Lines holding the string "Point" are the ones to copy from this listing.

* **Excerpted data**:
###

use crate::config::CanvasConfig;
use crate::consts::MIN_OBJECT_SIZE;
use crate::doc::{CompositeOp, DocStore, FadeIn, ObjectId, ObjectKind, SceneObject, StrokePath, StrokeStyle};
use crate::error::CanvasError;
use crate::geom::{Point, Rect, Viewport};
use crate::hit::{self, Corner, HitPart};
use crate::ingest::{center_placement, fit_placement};
use crate::input::{Button, ContextMenu, InputState, Key, Tool, UiState, clamp_brush_size, parse_hex_color};
use crate::render;
use crate::video::{LiveBitmap, VideoSource};

#[cfg(test)]
#[path = "engine_test.rs"]
mod engine_test;

/// Actions returned from input handlers for the host to process.
#[derive(Debug, Clone, PartialEq)]
pub enum Action {
    /// Scene or overlay changed; schedule a redraw.
    RenderNeeded,
    /// The active tool changed.
    ToolChanged(Tool),
    /// Flip play/pause on the video bound to this object. Also issued once
    /// for a freshly placed video so it starts playing.
    ToggleVideo { id: ObjectId },
    /// The object left the scene; release anything bound to it.
    ObjectRemoved { id: ObjectId, kind: ObjectKind },
    /// Show the context menu at a canvas-space position.
    ShowContextMenu { at: Point },
    HideContextMenu,
    SetCursor(&'static str),
}

/// Core engine state: all logic that does not depend on the canvas element.
///
/// Separated from `Engine` so it can be tested without WASM/browser dependencies.
pub struct EngineCore {
    pub doc: DocStore,
    pub ui: UiState,
    pub input: InputState,
    pub viewport: Viewport,
    pub config: CanvasConfig,
}

impl Default for EngineCore {
    fn default() -> Self {
        Self::new(CanvasConfig::default())
    }
}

###

* **Response to this task**:
use crate::geom::{Point, Rect, Viewport};
    ShowContextMenu { at: Point },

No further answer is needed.